Not all, or even most, of these examples of patriotism have admirable results. The US’s national pride feeds an arrogant belief that it has a special mission in the world, which led it to invade Iraq, Vietnam and other countries. French patriotism translates into a belief that French farmers should be subsidised at any cost. The patriotism of countries liberated from British colonialism leads to the tyranny of ‘freedom fighters’ such as Zimbabwe’s Robert Mugabe.

Nor is it true that patriotic countries can offer solutions to troubling questions of ethnicity. Since last year’s urban riots, the French model — everyone has to commit to Frenchness and drop any trace of other cultures — is universally derided, although I didn’t hear its inadequacies much mentioned before the riots. The model now held up for our admiration is the US one: you keep your original identity, but you must pledge allegiance to American ideals of individualism and enterprise.

This works well for the dynamic, self-reliant migrants who freely enter the country, who have no group history of US colonial rule. It does not work for American blacks, whose ancestors were forcibly imported into slavery, or for many Hispanics, who got themselves illegally smuggled across the southern US border because of poverty and desperation.
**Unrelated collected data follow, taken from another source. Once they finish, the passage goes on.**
//! NFS-e reconciliation CLI.

use clap::{ColorChoice, Parser};
use nfse_cli::logging::{LogConfig, LogFormat, init_logging};
use std::io::{self, IsTerminal};
use tracing::level_filters::LevelFilter;

mod cli;
mod commands;
mod summary;

use crate::cli::{Cli, Command, LogFormatArg, LogLevelArg};
use crate::commands::{run_inspect, run_reconcile};
use crate::summary::print_summary;

fn main() {
    let cli = Cli::parse();
    cli.color.write_global();
    let log_config = log_config_from_cli(&cli);
    if let Err(error) = init_logging(&log_config) {
        eprintln!("error: failed to initialize logging: {error}");
        std::process::exit(1);
    }
    let exit_code = match cli.command {
        Command::Reconcile(args) => match run_reconcile(&args) {
            Ok(summary) => {
                print_summary(&summary);
                0
            }
            Err(error) => {
                eprintln!("error: {error:#}");
                1
            }
        },
        Command::Inspect(args) => match run_inspect(&args) {
            Ok(()) => 0,
            Err(error) => {
                eprintln!("error: {error:#}");
                1
            }
        },
    };
    std::process::exit(exit_code);
}

/// Build logging configuration from CLI flags with consistent precedence.
fn log_config_from_cli(cli: &Cli) -> LogConfig {
    let mut config = LogConfig {
        level_filter: cli.verbosity.tracing_level_filter(),
        ..LogConfig::default()
    };
    config.use_env_filter = !(cli.verbosity.is_present() || cli.log_level.is_some());
    if let Some(level) = cli.log_level {
        config.level_filter = match level {
            LogLevelArg::Error => LevelFilter::ERROR,
            LogLevelArg::Warn => LevelFilter::WARN,
            LogLevelArg::Info => LevelFilter::INFO,
            LogLevelArg::Debug => LevelFilter::DEBUG,
            LogLevelArg::Trace => LevelFilter::TRACE,
        };
    }
    config.format = match cli.log_format {
        LogFormatArg::Pretty => LogFormat::Pretty,
        LogFormatArg::Compact => LogFormat::Compact,
        LogFormatArg::Json => LogFormat::Json,
    };
    config.log_file = cli.log_file.clone();
    config.log_data = cli.log_data;
    config.with_ansi = match cli.color.color {
        ColorChoice::Always => true,
        ColorChoice::Never => false,
        ColorChoice::Auto => cli.log_file.is_none() && io::stderr().is_terminal(),
    };
    config
}
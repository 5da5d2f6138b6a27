//! Source loading entry points.
//!
//! The pipeline only sees the [`TableLoader`] trait; [`FileLoader`] is the
//! implementation backed by the files named in a [`ReconConfig`].

use std::path::Path;
use std::time::Instant;

use nfse_model::{ReconConfig, SourceConfig, SourceRole};
use polars::prelude::DataFrame;
use tracing::{info, info_span};

use crate::delimited::{DelimitedOptions, read_delimited};
use crate::error::Result;
use crate::workbook::read_workbook;

/// File layout of a source, chosen from its extension.
#[derive(Debug, Clone, Copy, PartialEq, Eq)]
pub enum SourceKind {
    Spreadsheet,
    Delimited,
}

impl SourceKind {
    pub fn from_path(path: &Path) -> Self {
        let extension = path
            .extension()
            .and_then(|ext| ext.to_str())
            .map(str::to_ascii_lowercase);
        match extension.as_deref() {
            Some("xlsx" | "xlsm" | "xls" | "xlsb" | "ods") => Self::Spreadsheet,
            _ => Self::Delimited,
        }
    }
}

/// Supplies the two raw tables in their native schemas.
pub trait TableLoader {
    fn load(&self, role: SourceRole) -> Result<DataFrame>;

    fn load_authority(&self) -> Result<DataFrame> {
        self.load(SourceRole::Authority)
    }

    fn load_ledger(&self) -> Result<DataFrame> {
        self.load(SourceRole::Ledger)
    }
}

/// Loads both sources from the files described in the configuration.
#[derive(Debug, Clone)]
pub struct FileLoader {
    authority: SourceConfig,
    ledger: SourceConfig,
}

impl FileLoader {
    pub fn new(config: &ReconConfig) -> Self {
        Self {
            authority: config.authority.clone(),
            ledger: config.ledger.clone(),
        }
    }
}

impl TableLoader for FileLoader {
    fn load(&self, role: SourceRole) -> Result<DataFrame> {
        let source = match role {
            SourceRole::Authority => &self.authority,
            SourceRole::Ledger => &self.ledger,
        };
        let span = info_span!("load", table = %role, path = %source.path.display());
        let _guard = span.enter();
        let start = Instant::now();
        let df = read_source(source)?;
        info!(
            table = %role,
            rows = df.height(),
            columns = df.width(),
            duration_ms = start.elapsed().as_millis(),
            "source loaded"
        );
        Ok(df)
    }
}

/// Read a single configured source, dispatching on its file kind.
pub fn read_source(source: &SourceConfig) -> Result<DataFrame> {
    match SourceKind::from_path(&source.path) {
        SourceKind::Spreadsheet => read_workbook(&source.path, source.sheet.as_deref()),
        SourceKind::Delimited => {
            let options = DelimitedOptions::from_source(source)?;
            read_delimited(&source.path, &options)
        }
    }
}

#[cfg(test)]
mod tests {
    use super::*;

    #[test]
    fn kind_from_extension() {
        assert_eq!(
            SourceKind::from_path(Path::new("data/dados_nfse_prefeitura.XLSX")),
            SourceKind::Spreadsheet
        );
        assert_eq!(
            SourceKind::from_path(Path::new("dados.ods")),
            SourceKind::Spreadsheet
        );
        assert_eq!(
            SourceKind::from_path(Path::new("data/dados_nfse_dominio.csv")),
            SourceKind::Delimited
        );
        assert_eq!(SourceKind::from_path(Path::new("export")), SourceKind::Delimited);
    }
}
use std::collections::BTreeSet;

use polars::prelude::{Column, DataFrame};

use nfse_model::{REGION_CODE, RegionComparison, RegionTotals};

use crate::error::Result;

pub const AUTHORITY_TOTAL: &str = "authority_total";
pub const LEDGER_TOTAL: &str = "ledger_total";

/// Align both sets of regional totals, one line per region seen on either
/// side. A region missing from one side counts as zero there.
pub fn compare_totals(authority: &RegionTotals, ledger: &RegionTotals) -> Vec<RegionComparison> {
    let regions: BTreeSet<&String> = authority.keys().chain(ledger.keys()).collect();
    regions
        .into_iter()
        .map(|region| RegionComparison {
            region_code: region.clone(),
            authority_total: authority.get(region).copied().unwrap_or(0.0),
            ledger_total: ledger.get(region).copied().unwrap_or(0.0),
        })
        .collect()
}

/// Comparison lines as a table of `region_code`, `authority_total`,
/// `ledger_total`.
pub fn comparison_frame(rows: &[RegionComparison]) -> Result<DataFrame> {
    let regions: Vec<&str> = rows.iter().map(|row| row.region_code.as_str()).collect();
    let authority: Vec<f64> = rows.iter().map(|row| row.authority_total).collect();
    let ledger: Vec<f64> = rows.iter().map(|row| row.ledger_total).collect();
    Ok(DataFrame::new(vec![
        Column::new(REGION_CODE.into(), regions),
        Column::new(AUTHORITY_TOTAL.into(), authority),
        Column::new(LEDGER_TOTAL.into(), ledger),
    ])?)
}
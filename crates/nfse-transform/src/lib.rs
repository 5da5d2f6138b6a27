//! NFS-e reconciliation stages.
//!
//! This crate holds the pipeline that turns the two raw source tables into
//! the follow-up list and the regional comparison:
//!
//! - **columns**: header normalization (accents, separators, case)
//! - **schema**: native column names onto the canonical fields
//! - **coerce**: typed numeric columns, failing rows dropped and reported
//! - **dedupe**: one row per invoice number
//! - **keys**: comparable client names and region codes
//! - **reconcile**: authority rows missing from the ledger
//! - **aggregate** / **compare**: per-region totals side by side
//! - **pipeline**: all of the above for one [`nfse_model::ReconConfig`]
//!
//! Every stage takes a `&DataFrame` and returns a new one.

pub mod aggregate;
pub mod coerce;
pub mod columns;
pub mod compare;
pub mod data_utils;
pub mod dedupe;
pub mod error;
pub mod keys;
pub mod pipeline;
pub mod reconcile;
pub mod schema;

pub use aggregate::region_totals;
pub use coerce::coerce_columns;
pub use columns::{normalize_column_name, normalize_columns};
pub use compare::{AUTHORITY_TOTAL, LEDGER_TOTAL, compare_totals, comparison_frame};
pub use dedupe::dedupe_by_key;
pub use error::{Result, TransformError};
pub use keys::{standardize_client, standardize_keys, standardize_region};
pub use pipeline::{PreparedTable, ReconciliationOutcome, prepare_table, run_pipeline};
pub use reconcile::{ORIGIN, Reconciliation, UnreadableInvoice, reconcile};
pub use schema::{map_to_canonical, mapped_field};
//! Bearer credentials backed by token resources.

mod common;

use common::{MAINFRAME, Reply, ScriptedTransport, client};
use hal_resource::{Credential, HttpMethod, ResourceError};
use serde_json::json;

#[tokio::test]
async fn unloaded_token_resource_is_fetched_before_the_request() {
    let transport = ScriptedTransport::new();
    transport.on(
        HttpMethod::Get,
        "/tokens/1",
        [Reply::Json(200, json!({"access_token": "from-token"}))],
    );
    transport.on(HttpMethod::Get, "/mainframes/1", [Reply::Json(200, json!({"id": 1}))]);
    let client = client(transport.clone());

    let token = client.node("/tokens/1");
    let mut node = client
        .node_of(&MAINFRAME, "/mainframes/1")
        .with_credential(Credential::from(token));
    node.get().await.unwrap();
    node.get().await.unwrap();

    let calls = transport.calls();
    let authorized: Vec<_> = calls
        .iter()
        .filter(|call| call.url.ends_with("/mainframes/1"))
        .map(|call| call.headers.get("authorization").cloned())
        .collect();
    assert_eq!(authorized.len(), 2);
    assert!(authorized.iter().all(|auth| auth.as_ref().is_some_and(|v| v == "Bearer from-token")));
    assert_eq!(transport.count(HttpMethod::Get, "/tokens/1"), 1);
}

#[tokio::test]
async fn token_without_a_bearer_value_fails_without_sending() {
    let transport = ScriptedTransport::new();
    transport.on(HttpMethod::Get, "/tokens/1", [Reply::Json(200, json!({"id": 1}))]);
    transport.on(HttpMethod::Get, "/mainframes/1", [Reply::Json(200, json!({"id": 1}))]);
    let client = client(transport.clone());

    let mut node = client
        .node_of(&MAINFRAME, "/mainframes/1")
        .with_credential(Credential::from(client.node("/tokens/1")));
    let err = node.get().await.unwrap_err();

    assert!(matches!(err, ResourceError::MissingCredential { .. }));
    assert_eq!(transport.count(HttpMethod::Get, "/mainframes/1"), 0);
}

#[tokio::test]
async fn token_fetch_failure_is_returned() {
    let transport = ScriptedTransport::new();
    transport.on(HttpMethod::Get, "/tokens/1", [Reply::Json(401, json!({"error": "expired"}))]);
    let client = client(transport.clone());

    let mut node = client
        .node_of(&MAINFRAME, "/mainframes/1")
        .with_credential(Credential::from(client.node("/tokens/1")));
    let err = node.get().await.unwrap_err();

    assert_eq!(err.status(), Some(401));
    assert_eq!(transport.count(HttpMethod::Get, "/mainframes/1"), 0);
}
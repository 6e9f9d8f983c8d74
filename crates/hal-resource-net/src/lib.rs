//! Transport layer for hal-resource.
//!
//! This crate owns everything between a built request and a buffered
//! response:
//!
//! - **[`HttpMethod`]**: verbs, including the fixed idempotent set used for
//!   retry decisions
//! - **[`HttpRequest`] / [`HttpResponse`]**: plain data, headers kept in a
//!   case-insensitive [`http::HeaderMap`]
//! - **[`Transport`]**: the trait the resource engine sends through
//! - **[`HttpClient`]**: a `reqwest` implementation with per-attempt
//!   timeouts and redirect following disabled
//!
//! ```ignore
//! use hal_resource_net::{HttpClient, HttpMethod, HttpRequest, Transport};
//!
//! let client = HttpClient::new()?;
//! let response = client
//!     .send(HttpRequest::new(HttpMethod::Get, "https://api.example.com/"))
//!     .await?;
//! ```

mod error;
pub mod http;

pub use error::{NetworkError, Result};

pub use http::{
    HttpClient, HttpClientBuilder, HttpClientConfig, HttpMethod, HttpRequest, HttpResponse,
    Transport,
};
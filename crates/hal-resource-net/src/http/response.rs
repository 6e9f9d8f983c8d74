//! HTTP response types.

use bytes::Bytes;

/// A fully buffered HTTP response.
///
/// Responses are read to completion by the transport so the caller can
/// classify the status and decode the body without holding a connection.
#[derive(Clone, Debug)]
pub struct HttpResponse {
    status: u16,
    headers: http::HeaderMap,
    body: Bytes,
}

impl HttpResponse {
    /// Create a response from its parts.
    pub fn new(status: u16, headers: http::HeaderMap, body: impl Into<Bytes>) -> Self {
        Self {
            status,
            headers,
            body: body.into(),
        }
    }

    /// Create from a reqwest response, reading the whole body.
    pub(crate) async fn from_reqwest(response: reqwest::Response) -> crate::Result<Self> {
        let status = response.status().as_u16();
        let headers = response.headers().clone();
        let body = response.bytes().await?;
        Ok(Self {
            status,
            headers,
            body,
        })
    }

    /// Get the HTTP status code.
    pub fn status(&self) -> u16 {
        self.status
    }

    /// Check if the response indicates success (2xx status).
    pub fn is_success(&self) -> bool {
        (200..300).contains(&self.status)
    }

    /// Get the response headers.
    pub fn headers(&self) -> &http::HeaderMap {
        &self.headers
    }

    /// Get a specific header value.
    pub fn header(&self, name: impl AsRef<str>) -> Option<&str> {
        self.headers
            .get(name.as_ref())
            .and_then(|v| v.to_str().ok())
    }

    /// Get the raw body bytes.
    pub fn body(&self) -> &Bytes {
        &self.body
    }

    /// Whether the server sent a non-empty body.
    pub fn has_body(&self) -> bool {
        !self.body.is_empty()
    }
}
//! Collection pagination.
//!
//! A collection page is a document embedding its entries under a key and
//! linking to the following page through `next`. [`Paginator`] follows those
//! links either eagerly ([`Paginator::depaginate`]) or lazily as a stream
//! ([`Paginator::entries`]). A lazy consumer that stops early never causes
//! the remaining pages to be fetched.

use futures_util::stream::BoxStream;
use futures_util::{StreamExt, TryStreamExt};

use crate::document::{Embedded, LinkDescriptor, NEXT_LINK};
use crate::error::Result;
use crate::logging::targets;
use crate::node::ResourceNode;
use crate::params::Params;
use crate::schema::{GENERIC_RESOURCE, ResourceType};

/// A lazy stream of pages.
pub type PageStream = BoxStream<'static, Result<Page>>;

/// A lazy stream of entries, page after page.
pub type EntryStream = BoxStream<'static, Result<ResourceNode>>;

/// One page of a collection.
#[derive(Clone, Debug)]
pub struct Page {
    /// Entries on this page, in order.
    pub entries: Vec<ResourceNode>,
    /// Link to the next page, if there is one.
    pub next: Option<LinkDescriptor>,
}

impl Page {
    /// Read a loaded page document.
    ///
    /// Entries come from the embedded list named `key`, or from the first
    /// embedded list if there is none by that name. Entries whose type was
    /// not resolved from a hint become `entry_type`.
    pub fn from_node(
        mut node: ResourceNode,
        key: &str,
        entry_type: &'static ResourceType,
    ) -> Self {
        let next = node.link(NEXT_LINK).cloned();

        let embedded = match node.embedded.remove(key) {
            Some(embedded) => Some(embedded),
            None => {
                let first_list = node
                    .embedded
                    .iter()
                    .find(|(_, embedded)| matches!(embedded, Embedded::Many(_)))
                    .map(|(name, _)| name.clone());
                first_list.and_then(|name| node.embedded.remove(&name))
            }
        };

        let mut entries = match embedded {
            Some(Embedded::Many(entries)) => entries,
            Some(Embedded::One(entry)) => vec![*entry],
            None => Vec::new(),
        };
        for entry in &mut entries {
            entry.rebind_if_generic(entry_type);
        }

        Self { entries, next }
    }
}

/// Walks a collection page by page.
#[derive(Clone, Debug)]
pub struct Paginator {
    seed: ResourceNode,
    start: String,
    key: String,
    entry_type: &'static ResourceType,
}

impl Paginator {
    /// Paginate from `start`, reading entries embedded under `key`.
    ///
    /// Page requests inherit the root, namespace, headers and credential of
    /// `seed`.
    pub fn new(seed: &ResourceNode, start: impl Into<String>, key: impl Into<String>) -> Self {
        Self {
            seed: seed.child(&GENERIC_RESOURCE, ""),
            start: start.into(),
            key: key.into(),
            entry_type: &GENERIC_RESOURCE,
        }
    }

    /// Declare the type of entries that carry no type hint.
    pub fn entry_type(mut self, entry_type: &'static ResourceType) -> Self {
        self.entry_type = entry_type;
        self
    }

    /// Add the non-reserved keys of `params` to the first page's query.
    pub fn params(mut self, params: &Params) -> Self {
        self.start = params.apply_to(&self.start);
        self
    }

    /// Fetch a single page.
    ///
    /// A not-found response is treated as the end of the collection and
    /// yields `None`.
    pub async fn fetch_page(&self, href: &str) -> Result<Option<Page>> {
        let mut node = self.seed.child(&GENERIC_RESOURCE, href);
        tracing::trace!(target: targets::PAGINATOR, href, "fetching page");

        match node.get().await {
            Ok(()) => Ok(Some(Page::from_node(node, &self.key, self.entry_type))),
            Err(err) if err.is_not_found() => {
                tracing::warn!(
                    target: targets::PAGINATOR,
                    href,
                    "page not found, ending pagination"
                );
                Ok(None)
            }
            Err(err) => Err(err),
        }
    }

    /// Stream pages, fetching each only when it is polled for.
    ///
    /// The stream ends after the first error.
    pub fn pages(self) -> PageStream {
        Box::pin(async_stream::stream! {
            let mut next = Some(self.start.clone());
            while let Some(href) = next.take() {
                match self.fetch_page(&href).await {
                    Ok(Some(page)) => {
                        next = page.next.as_ref().map(|link| link.href().to_string());
                        yield Ok(page);
                    }
                    Ok(None) => {}
                    Err(err) => {
                        yield Err(err);
                    }
                }
            }
        })
    }

    /// Stream entries across all pages.
    pub fn entries(self) -> EntryStream {
        Box::pin(async_stream::stream! {
            let mut pages = self.pages();
            while let Some(page) = pages.next().await {
                match page {
                    Ok(page) => {
                        for entry in page.entries {
                            yield Ok(entry);
                        }
                    }
                    Err(err) => {
                        yield Err(err);
                    }
                }
            }
        })
    }

    /// Fetch every page and concatenate the entries.
    pub async fn depaginate(self) -> Result<Vec<ResourceNode>> {
        self.entries().try_collect().await
    }
}
//! Request execution and the retry loop.

use bytes::Bytes;
use futures_util::future::BoxFuture;
use hal_resource_net::{HttpMethod, HttpRequest};
use http::header::{AUTHORIZATION, CONTENT_TYPE, USER_AGENT};
use serde_json::Value;

use crate::config::{Configuration, configuration, current_retry_coordinator};
use crate::credential::Credential;
use crate::document;
use crate::error::{ResourceError, Result, classify_response, classify_transport};
use crate::logging::targets;
use crate::node::{LoadState, ResourceNode};

/// Hard ceiling on attempts per logical request, whatever the coordinator
/// decides.
pub const MAX_ATTEMPTS: u32 = 16;

/// Run one logical request against `node` and load the response into it.
///
/// Every attempt rebuilds the URL and headers from the node. Failed
/// attempts are offered to a coordinator created for this call only.
///
/// Boxed because loading a token resource credential runs a request of its
/// own through here.
pub(crate) fn execute(
    node: &mut ResourceNode,
    method: HttpMethod,
    body: Option<Value>,
) -> BoxFuture<'_, Result<()>> {
    Box::pin(async move {
        load_token_resource(node).await?;
        send_with_retry(node, method, body).await
    })
}

/// Fetch a token resource credential that has no bearer value yet.
async fn load_token_resource(node: &mut ResourceNode) -> Result<()> {
    let Some(credential) = node.credential_mut() else {
        return Ok(());
    };
    if credential.bearer_token().is_some() {
        return Ok(());
    }
    if let Credential::Resource(token) = credential
        && !token.is_loaded()
    {
        tracing::debug!(
            target: targets::EXECUTOR,
            href = %token.href(),
            "loading token resource"
        );
        token.get().await?;
    }
    Ok(())
}

async fn send_with_retry(
    node: &mut ResourceNode,
    method: HttpMethod,
    body: Option<Value>,
) -> Result<()> {
    let config = configuration();
    let factory = current_retry_coordinator();
    let mut coordinator = factory(node);

    let payload = body
        .map(|body| serde_json::to_vec(&body).map(Bytes::from))
        .transpose()
        .map_err(ResourceError::Serialize)?;

    let mut attempts = 0;
    loop {
        let request = build_request(node, method, payload.as_ref(), &config)?;
        let url = request.url.clone();

        tracing::debug!(
            target: targets::EXECUTOR,
            %method,
            %url,
            attempt = attempts + 1,
            "sending request"
        );

        let outcome = match node.client().transport().send(request).await {
            Ok(response) => classify_response(&response),
            Err(err) => Err(classify_transport(method, &url, err)),
        };

        let error = match outcome {
            Ok(body) => {
                document::apply(node, body);
                return Ok(());
            }
            Err(error) => error,
        };

        attempts += 1;
        if node.state != LoadState::Loaded {
            node.state = LoadState::Failed;
        }

        if attempts >= MAX_ATTEMPTS {
            tracing::warn!(
                target: targets::EXECUTOR,
                %method,
                %url,
                attempts,
                "giving up after maximum attempts"
            );
            return Err(error);
        }

        if !coordinator.should_retry(method, &error).await {
            tracing::debug!(
                target: targets::EXECUTOR,
                %method,
                %url,
                attempts,
                error = %error,
                "request failed"
            );
            return Err(error);
        }
    }
}

fn build_request(
    node: &ResourceNode,
    method: HttpMethod,
    payload: Option<&Bytes>,
    config: &Configuration,
) -> Result<HttpRequest> {
    let mut request = HttpRequest::new(method, node.url()?)
        .header(CONTENT_TYPE, "application/json")
        .timeout(config.request_timeout);

    for (name, value) in node.headers() {
        request.headers.insert(name.clone(), value.clone());
    }
    request = request.header(USER_AGENT, config.user_agent.as_str());

    if let Some(credential) = node.credential() {
        let token = credential
            .bearer_token()
            .ok_or_else(|| ResourceError::MissingCredential {
                href: node.href().to_string(),
            })?;
        request = request.header(AUTHORIZATION, format!("Bearer {token}"));
    }
    if let Some(payload) = payload {
        request = request.body(payload.clone());
    }

    Ok(request)
}
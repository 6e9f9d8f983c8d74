//! Logging targets for hal-resource.
//!
//! All diagnostics go through `tracing`. Nothing is printed unless the
//! application installs a subscriber:
//!
//! ```ignore
//! tracing_subscriber::fmt()
//!     .with_env_filter("hal_resource=debug")
//!     .init();
//! ```

/// Target names for log filtering.
///
/// Use these with `tracing` directives to filter logs by subsystem.
pub mod targets {
    /// Request execution and the retry loop.
    pub const EXECUTOR: &str = "hal_resource::executor";
    /// Retry coordinator decisions and backoff.
    pub const RETRY: &str = "hal_resource::retry";
    /// Collection pagination.
    pub const PAGINATOR: &str = "hal_resource::paginator";
    /// Type hint resolution.
    pub const RESOLVER: &str = "hal_resource::resolver";
    /// Lazy relation loading.
    pub const RELATIONS: &str = "hal_resource::relations";
    /// The reqwest transport.
    pub const TRANSPORT: &str = "hal_resource_net::http";
}
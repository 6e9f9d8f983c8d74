//! Type-hint driven resolution of concrete resource variants.
//!
//! A fetched document may carry a `_type` string (or the legacy `type`
//! key). The hint is camel-cased and looked up in the [`TypeRegistry`]
//! under the node's namespace; a match rebinds the node to that variant.
//! Without a hint, or without a registered match, the node keeps the type
//! its call site declared.

use std::collections::HashMap;

use serde_json::Value;

use crate::inflect;
use crate::logging::targets;
use crate::schema::ResourceType;

/// Primary type hint key.
pub const TYPE_HINT_KEY: &str = "_type";

/// Legacy type hint key, consulted when [`TYPE_HINT_KEY`] is absent.
pub const LEGACY_TYPE_HINT_KEY: &str = "type";

/// Extract and normalize the type hint of a document.
pub fn type_hint(document: &Value) -> Option<String> {
    let object = document.as_object()?;
    let hint = object
        .get(TYPE_HINT_KEY)
        .or_else(|| object.get(LEGACY_TYPE_HINT_KEY))?
        .as_str()?;

    if hint.is_empty() {
        return None;
    }
    Some(inflect::camelize(hint))
}

/// Registered resource variants, keyed by namespace and type name.
#[derive(Clone, Debug, Default)]
pub struct TypeRegistry {
    namespaces: HashMap<&'static str, HashMap<&'static str, &'static ResourceType>>,
}

impl TypeRegistry {
    /// Create an empty registry.
    pub fn new() -> Self {
        Self::default()
    }

    /// Register a variant. A later registration with the same namespace and
    /// name replaces the earlier one.
    pub fn register(&mut self, resource_type: &'static ResourceType) {
        self.namespaces
            .entry(resource_type.namespace())
            .or_default()
            .insert(resource_type.name(), resource_type);
    }

    /// Builder-style [`TypeRegistry::register`].
    pub fn with(mut self, resource_type: &'static ResourceType) -> Self {
        self.register(resource_type);
        self
    }

    /// Find a registered variant.
    pub fn lookup(&self, namespace: &str, name: &str) -> Option<&'static ResourceType> {
        self.namespaces.get(namespace)?.get(name).copied()
    }

    /// Resolve the variant a document should become, if its hint names a
    /// registered type in `namespace`.
    pub fn resolve(&self, document: &Value, namespace: &str) -> Option<&'static ResourceType> {
        let hint = type_hint(document)?;
        let resolved = self.lookup(namespace, &hint);

        match resolved {
            Some(resource_type) => tracing::trace!(
                target: targets::RESOLVER,
                %hint,
                resolved = %resource_type,
                "resolved type hint"
            ),
            None => tracing::debug!(
                target: targets::RESOLVER,
                %hint,
                namespace,
                "no registered type for hint"
            ),
        }

        resolved
    }

    /// Number of registered variants.
    pub fn len(&self) -> usize {
        self.namespaces.values().map(HashMap::len).sum()
    }

    /// Whether nothing is registered.
    pub fn is_empty(&self) -> bool {
        self.len() == 0
    }
}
What many people might find attractive about Brown’s speech, however, was the emphasis he placed on community roots and ‘local initiative’. I know clever Lefties who would hate to celebrate the Union flag but take pride in being born or raised in Yorkshire, Devon or London. In the wake of the July 7 bombings,

I heard London Muslims complain about ‘foreigners’ from Leeds travelling south to maim or kill them.

I’m not sure what Orwell would have made of that. But I’m certain that New Labour — and particularly its centralising chancellor — has a way to go before understanding the patriotism of what Orwell called the ‘common people’.